#### Data excerpts

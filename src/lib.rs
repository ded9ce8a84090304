// Copyright 2023 Google LLC
//
// Licensed under the Apache License, Version 2.0 (the "License");
// you may not use this file except in compliance with the License.
// You may obtain a copy of the License at
//
//     https://www.apache.org/licenses/LICENSE-2.0
//
// Unless required by applicable law or agreed to in writing, software
// distributed under the License is distributed on an "AS IS" BASIS,
// WITHOUT WARRANTIES OR CONDITIONS OF ANY KIND, either express or implied.
// See the License for the specific language governing permissions and
// limitations under the License.

//! BLE link to ESP32-based robotic arm controllers.
//!
//! [`ConnectionManager`] owns at most one session to an arm. It walks the
//! user through permissions and adapter power, scans by advertised name,
//! connects and discovers services, then writes short text commands such as
//! `"A1"` to whichever writable characteristic accepts them.

pub mod api;
pub mod command;
mod common;
pub mod config;
pub mod manager;
pub mod mock;

use std::sync::Arc;

use api::{PermissionProvider, RemediationPrompt};
pub use command::{ArmCommand, Motor, MotorAction};
pub use common::{
    writable_characteristics, AdapterState, AdapterUnavailableReason,
    BluetoothError, Characteristic, CharacteristicFlags, ConnectionError,
    DeviceId, DeviceInfo, DiscoveredDevice, NameFilter, Permission,
    PermissionStatus, RemediationChoice, Remedy, Service, WriteKind,
    BLUETOOTH_PERMISSION_API_LEVEL, DEFAULT_NAME_KEYWORDS,
};
pub use config::{ConfigError, EndpointConfig, ManagerConfig, WritePolicy};
pub use manager::{ConnectionManager, DisconnectReason, ManagerEvent, ManagerState};

cfg_if::cfg_if! {
    if #[cfg(feature = "btleplug")] {
        mod btleplug;
        use self::btleplug as platform;
    } else {
        mod unsupported;
        use unsupported as platform;
    }
}

pub struct Platform;

impl Platform {
    pub async fn default_adapter(
    ) -> Result<impl api::BleAdapter, BluetoothError> {
        <platform::BleAdapter as api::BleAdapter>::default().await
    }

    /// Connection manager over the host's default adapter.
    pub async fn connection_manager(
        permissions: Arc<dyn PermissionProvider>,
        prompt: Arc<dyn RemediationPrompt>,
        config: ManagerConfig,
    ) -> Result<ConnectionManager<impl api::BleAdapter>, BluetoothError> {
        let adapter =
            <platform::BleAdapter as api::BleAdapter>::default().await?;
        Ok(ConnectionManager::new(adapter, permissions, prompt, config))
    }
}
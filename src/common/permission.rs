// Copyright 2023 Google LLC
//
// Licensed under the Apache License, Version 2.0 (the "License");
// you may not use this file except in compliance with the License.
// You may obtain a copy of the License at
//
//     https://www.apache.org/licenses/LICENSE-2.0
//
// Unless required by applicable law or agreed to in writing, software
// distributed under the License is distributed on an "AS IS" BASIS,
// WITHOUT WARRANTIES OR CONDITIONS OF ANY KIND, either express or implied.
// See the License for the specific language governing permissions and
// limitations under the License.

/// First platform API level with dedicated Bluetooth scan/connect
/// permissions. Below it, BLE scanning is gated on location access.
pub const BLUETOOTH_PERMISSION_API_LEVEL: u32 = 31;

/// Runtime permissions that gate BLE scanning and connecting.
#[derive(Debug, Clone, Copy, PartialEq, Eq, Hash)]
pub enum Permission {
    BluetoothScan,
    BluetoothConnect,
    AccessFineLocation,
    AccessCoarseLocation,
}

impl Permission {
    /// Permissions to request on a platform reporting `platform_version`.
    /// `None` means the host has no runtime permission model.
    pub fn required_for(platform_version: Option<u32>) -> &'static [Permission] {
        match platform_version {
            None => &[],
            Some(version) if version >= BLUETOOTH_PERMISSION_API_LEVEL => &[
                Permission::BluetoothScan,
                Permission::BluetoothConnect,
                Permission::AccessFineLocation,
            ],
            Some(_) => &[
                Permission::AccessFineLocation,
                Permission::AccessCoarseLocation,
            ],
        }
    }
}

#[derive(Debug, Clone, Copy, PartialEq, Eq)]
pub enum PermissionStatus {
    Granted,
    Denied,
    /// Denied, and the OS will no longer show its own dialog.
    NeverAskAgain,
}

impl PermissionStatus {
    pub fn is_granted(&self) -> bool {
        *self == PermissionStatus::Granted
    }
}

/// The user's answer to a remediation prompt.
#[derive(Debug, Clone, Copy, PartialEq, Eq)]
pub enum RemediationChoice {
    Cancel,
    /// The prompt sent the user to the system settings. The manager gives up
    /// for now; the caller should call `initialize()` again on return.
    OpenSettings,
    /// Poll the adapter state again.
    Retry,
}
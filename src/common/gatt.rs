// Copyright 2023 Google LLC
//
// Licensed under the Apache License, Version 2.0 (the "License");
// you may not use this file except in compliance with the License.
// You may obtain a copy of the License at
//
//     https://www.apache.org/licenses/LICENSE-2.0
//
// Unless required by applicable law or agreed to in writing, software
// distributed under the License is distributed on an "AS IS" BASIS,
// WITHOUT WARRANTIES OR CONDITIONS OF ANY KIND, either express or implied.
// See the License for the specific language governing permissions and
// limitations under the License.

use serde::Serialize;
use uuid::Uuid;

use super::DeviceId;

/// How a GATT write is confirmed by the peripheral.
#[derive(Debug, Clone, Copy, PartialEq, Eq, Hash)]
pub enum WriteKind {
    WithResponse,
    WithoutResponse,
}

/// Property bits of a characteristic that matter to this crate.
#[derive(Debug, Clone, Copy, PartialEq, Eq, Hash, Default, Serialize)]
pub struct CharacteristicFlags {
    #[serde(rename = "isReadable")]
    pub readable: bool,
    #[serde(rename = "isWritableWithResponse")]
    pub writable_with_response: bool,
    #[serde(rename = "isWritableWithoutResponse")]
    pub writable_without_response: bool,
}

impl CharacteristicFlags {
    pub fn is_writable(&self) -> bool {
        self.writable_with_response || self.writable_without_response
    }
}

#[derive(Debug, Clone, PartialEq, Eq, Serialize)]
pub struct Characteristic {
    pub uuid: Uuid,
    #[serde(flatten)]
    pub flags: CharacteristicFlags,
}

impl Characteristic {
    pub fn new(uuid: Uuid, flags: CharacteristicFlags) -> Self {
        Characteristic { uuid, flags }
    }
}

/// GATT service snapshot. Characteristics keep discovery order.
#[derive(Debug, Clone, PartialEq, Eq, Serialize)]
pub struct Service {
    pub uuid: Uuid,
    pub characteristics: Vec<Characteristic>,
}

impl Service {
    pub fn new(uuid: Uuid, characteristics: Vec<Characteristic>) -> Self {
        Service {
            uuid,
            characteristics,
        }
    }
}

/// Every writable characteristic, services first then characteristics, both
/// in discovery order. The first item is the preferred write target.
pub fn writable_characteristics(
    services: &[Service],
) -> impl Iterator<Item = (&Service, &Characteristic)> {
    services.iter().flat_map(|service| {
        service
            .characteristics
            .iter()
            .filter(|characteristic| characteristic.flags.is_writable())
            .map(move |characteristic| (service, characteristic))
    })
}

/// Snapshot of a connected peripheral, shaped for configuration tooling.
#[derive(Debug, Clone, PartialEq, Eq, Serialize)]
pub struct DeviceInfo {
    pub id: DeviceId,
    pub name: Option<String>,
    pub services: Vec<Service>,
}

impl DeviceInfo {
    /// `(service, characteristic)` of the first writable characteristic,
    /// i.e. the target `send_command` would try first.
    pub fn first_writable(&self) -> Option<(Uuid, Uuid)> {
        writable_characteristics(&self.services)
            .next()
            .map(|(service, characteristic)| (service.uuid, characteristic.uuid))
    }
}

########

> What is expected
Would you please copy all lines in the data that contain the word "DeviceId"?

> Result
    DeviceId, DeviceInfo, DiscoveredDevice, NameFilter, Permission,
use super::DeviceId;
    pub id: DeviceId,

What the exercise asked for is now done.